*** DATA FOR THE TASK Section Begins ***
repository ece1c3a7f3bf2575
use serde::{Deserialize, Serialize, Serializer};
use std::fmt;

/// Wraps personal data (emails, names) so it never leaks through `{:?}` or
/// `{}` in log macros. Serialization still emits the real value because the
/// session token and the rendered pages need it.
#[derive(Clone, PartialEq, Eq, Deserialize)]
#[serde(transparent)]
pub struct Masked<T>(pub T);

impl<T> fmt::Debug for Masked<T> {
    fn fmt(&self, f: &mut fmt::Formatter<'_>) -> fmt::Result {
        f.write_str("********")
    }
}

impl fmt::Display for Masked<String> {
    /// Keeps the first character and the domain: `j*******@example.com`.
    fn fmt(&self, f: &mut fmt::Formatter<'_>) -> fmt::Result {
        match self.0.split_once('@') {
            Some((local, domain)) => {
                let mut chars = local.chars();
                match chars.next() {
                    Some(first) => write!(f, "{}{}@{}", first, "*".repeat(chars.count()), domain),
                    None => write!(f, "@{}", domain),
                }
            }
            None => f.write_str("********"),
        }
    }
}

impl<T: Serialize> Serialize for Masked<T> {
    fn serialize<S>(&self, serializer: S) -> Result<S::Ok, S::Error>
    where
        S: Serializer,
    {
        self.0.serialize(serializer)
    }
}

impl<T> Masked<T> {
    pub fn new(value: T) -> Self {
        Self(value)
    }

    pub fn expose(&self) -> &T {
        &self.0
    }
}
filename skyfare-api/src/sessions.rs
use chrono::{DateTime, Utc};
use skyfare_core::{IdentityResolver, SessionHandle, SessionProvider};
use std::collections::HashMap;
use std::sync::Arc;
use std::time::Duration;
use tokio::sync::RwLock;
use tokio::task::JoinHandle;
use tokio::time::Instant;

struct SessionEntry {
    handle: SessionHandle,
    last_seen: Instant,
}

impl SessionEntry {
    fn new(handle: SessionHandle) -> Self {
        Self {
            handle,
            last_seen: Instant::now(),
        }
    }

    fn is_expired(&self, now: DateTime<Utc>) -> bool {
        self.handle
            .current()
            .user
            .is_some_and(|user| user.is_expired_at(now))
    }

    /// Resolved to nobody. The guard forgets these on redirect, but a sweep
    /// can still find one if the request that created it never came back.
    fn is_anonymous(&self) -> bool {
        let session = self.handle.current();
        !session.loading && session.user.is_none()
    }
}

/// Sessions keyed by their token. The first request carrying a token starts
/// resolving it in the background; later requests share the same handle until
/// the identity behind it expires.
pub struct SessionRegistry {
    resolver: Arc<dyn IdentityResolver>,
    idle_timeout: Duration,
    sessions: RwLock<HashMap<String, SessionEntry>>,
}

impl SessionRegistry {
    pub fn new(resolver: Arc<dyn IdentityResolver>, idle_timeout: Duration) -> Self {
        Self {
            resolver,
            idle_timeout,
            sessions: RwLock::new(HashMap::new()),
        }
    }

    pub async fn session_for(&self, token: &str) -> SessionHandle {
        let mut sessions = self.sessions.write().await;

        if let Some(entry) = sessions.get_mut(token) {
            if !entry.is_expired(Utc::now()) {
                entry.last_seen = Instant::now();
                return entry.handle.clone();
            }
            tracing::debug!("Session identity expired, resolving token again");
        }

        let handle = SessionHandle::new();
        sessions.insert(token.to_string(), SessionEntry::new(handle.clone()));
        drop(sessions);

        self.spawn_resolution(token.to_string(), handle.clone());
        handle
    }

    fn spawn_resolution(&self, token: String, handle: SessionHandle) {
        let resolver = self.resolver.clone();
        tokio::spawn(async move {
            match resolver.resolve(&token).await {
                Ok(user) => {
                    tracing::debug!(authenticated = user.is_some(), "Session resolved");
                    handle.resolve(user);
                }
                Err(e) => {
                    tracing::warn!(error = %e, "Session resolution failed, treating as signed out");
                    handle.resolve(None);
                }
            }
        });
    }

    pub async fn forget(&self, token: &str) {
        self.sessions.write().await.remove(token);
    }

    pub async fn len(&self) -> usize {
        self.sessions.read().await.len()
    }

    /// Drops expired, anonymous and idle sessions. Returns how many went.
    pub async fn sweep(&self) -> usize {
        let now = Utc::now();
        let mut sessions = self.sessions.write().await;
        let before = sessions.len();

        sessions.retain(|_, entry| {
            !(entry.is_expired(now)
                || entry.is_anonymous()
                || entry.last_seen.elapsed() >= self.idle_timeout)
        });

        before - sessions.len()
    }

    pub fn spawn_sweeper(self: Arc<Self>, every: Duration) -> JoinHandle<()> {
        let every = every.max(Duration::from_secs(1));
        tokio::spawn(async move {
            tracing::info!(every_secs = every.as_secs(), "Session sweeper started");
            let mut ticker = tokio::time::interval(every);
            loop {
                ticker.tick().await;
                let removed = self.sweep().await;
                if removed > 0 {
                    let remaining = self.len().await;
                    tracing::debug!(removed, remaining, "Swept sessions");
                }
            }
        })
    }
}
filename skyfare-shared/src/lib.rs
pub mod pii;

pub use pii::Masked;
*** DATA FOR THE TASK Section Ends ***
* YOUR INSTRUCTIONS
Exact duplication of all the data above is expected.

* RESPONSE AREA
repository ece1c3a7f3bf2575
use serde::{Deserialize, Serialize, Serializer};
use std::fmt;

/// Wraps personal data (emails, names) so it never leaks through `{:?}` or
/// `{}` in log macros. Serialization still emits the real value because the
/// session token and the rendered pages need it.
#[derive(Clone, PartialEq, Eq, Deserialize)]
#[serde(transparent)]
pub struct Masked<T>(pub T);

impl<T> fmt::Debug for Masked<T> {
    fn fmt(&self, f: &mut fmt::Formatter<'_>) -> fmt::Result {
        f.write_str("********")
    }
}

impl fmt::Display for Masked<String> {
    /// Keeps the first character and the domain: `j*******@example.com`.
    fn fmt(&self, f: &mut fmt::Formatter<'_>) -> fmt::Result {
        match self.0.split_once('@') {
            Some((local, domain)) => {
                let mut chars = local.chars();
                match chars.next() {
                    Some(first) => write!(f, "{}{}@{}", first, "*".repeat(chars.count()), domain),
                    None => write!(f, "@{}", domain),
                }
            }
            None => f.write_str("********"),
        }
    }
}

impl<T: Serialize> Serialize for Masked<T> {
    fn serialize<S>(&self, serializer: S) -> Result<S::Ok, S::Error>
    where
        S: Serializer,
    {
        self.0.serialize(serializer)
    }
}

impl<T> Masked<T> {
    pub fn new(value: T) -> Self {
        Self(value)
    }

    pub fn expose(&self) -> &T {
        &self.0
    }
}
filename skyfare-api/src/sessions.rs
use chrono::{DateTime, Utc};
use skyfare_core::{IdentityResolver, SessionHandle, SessionProvider};
use std::collections::HashMap;
use std::sync::Arc;
use std::time::Duration;
use tokio::sync::RwLock;
use tokio::task::JoinHandle;
use tokio::time::Instant;

struct SessionEntry {
    handle: SessionHandle,
    last_seen: Instant,
}

impl SessionEntry {
    fn new(handle: SessionHandle) -> Self {
        Self {
            handle,
            last_seen: Instant::now(),
        }
    }

    fn is_expired(&self, now: DateTime<Utc>) -> bool {
        self.handle
            .current()
            .user
            .is_some_and(|user| user.is_expired_at(now))
    }

    /// Resolved to nobody. The guard forgets these on redirect, but a sweep
    /// can still find one if the request that created it never came back.
    fn is_anonymous(&self) -> bool {
        let session = self.handle.current();
        !session.loading && session.user.is_none()
    }
}

/// Sessions keyed by their token. The first request carrying a token starts
/// resolving it in the background; later requests share the same handle until
/// the identity behind it expires.
pub struct SessionRegistry {
    resolver: Arc<dyn IdentityResolver>,
    idle_timeout: Duration,
    sessions: RwLock<HashMap<String, SessionEntry>>,
}

impl SessionRegistry {
    pub fn new(resolver: Arc<dyn IdentityResolver>, idle_timeout: Duration) -> Self {
        Self {
            resolver,
            idle_timeout,
            sessions: RwLock::new(HashMap::new()),
        }
    }

    pub async fn session_for(&self, token: &str) -> SessionHandle {
        let mut sessions = self.sessions.write().await;

        if let Some(entry) = sessions.get_mut(token) {
            if !entry.is_expired(Utc::now()) {
                entry.last_seen = Instant::now();
                return entry.handle.clone();
            }
            tracing::debug!("Session identity expired, resolving token again");
        }

        let handle = SessionHandle::new();
        sessions.insert(token.to_string(), SessionEntry::new(handle.clone()));
        drop(sessions);

        self.spawn_resolution(token.to_string(), handle.clone());
        handle
    }

    fn spawn_resolution(&self, token: String, handle: SessionHandle) {
        let resolver = self.resolver.clone();
        tokio::spawn(async move {
            match resolver.resolve(&token).await {
                Ok(user) => {
                    tracing::debug!(authenticated = user.is_some(), "Session resolved");
                    handle.resolve(user);
                }
                Err(e) => {
                    tracing::warn!(error = %e, "Session resolution failed, treating as signed out");
                    handle.resolve(None);
                }
            }
        });
    }

    pub async fn forget(&self, token: &str) {
        self.sessions.write().await.remove(token);
    }

    pub async fn len(&self) -> usize {
        self.sessions.read().await.len()
    }

    /// Drops expired, anonymous and idle sessions. Returns how many went.
    pub async fn sweep(&self) -> usize {
        let now = Utc::now();
        let mut sessions = self.sessions.write().await;
        let before = sessions.len();

        sessions.retain(|_, entry| {
            !(entry.is_expired(now)
                || entry.is_anonymous()
                || entry.last_seen.elapsed() >= self.idle_timeout)
        });

        before - sessions.len()
    }

    pub fn spawn_sweeper(self: Arc<Self>, every: Duration) -> JoinHandle<()> {
        let every = every.max(Duration::from_secs(1));
        tokio::spawn(async move {
            tracing::info!(every_secs = every.as_secs(), "Session sweeper started");
            let mut ticker = tokio::time::interval(every);
            loop {
                ticker.tick().await;
                let removed = self.sweep().await;
                if removed > 0 {
                    let remaining = self.len().await;
                    tracing::debug!(removed, remaining, "Swept sessions");
                }
            }
        })
    }
}
filename skyfare-shared/src/lib.rs
pub mod pii;

pub use pii::Masked;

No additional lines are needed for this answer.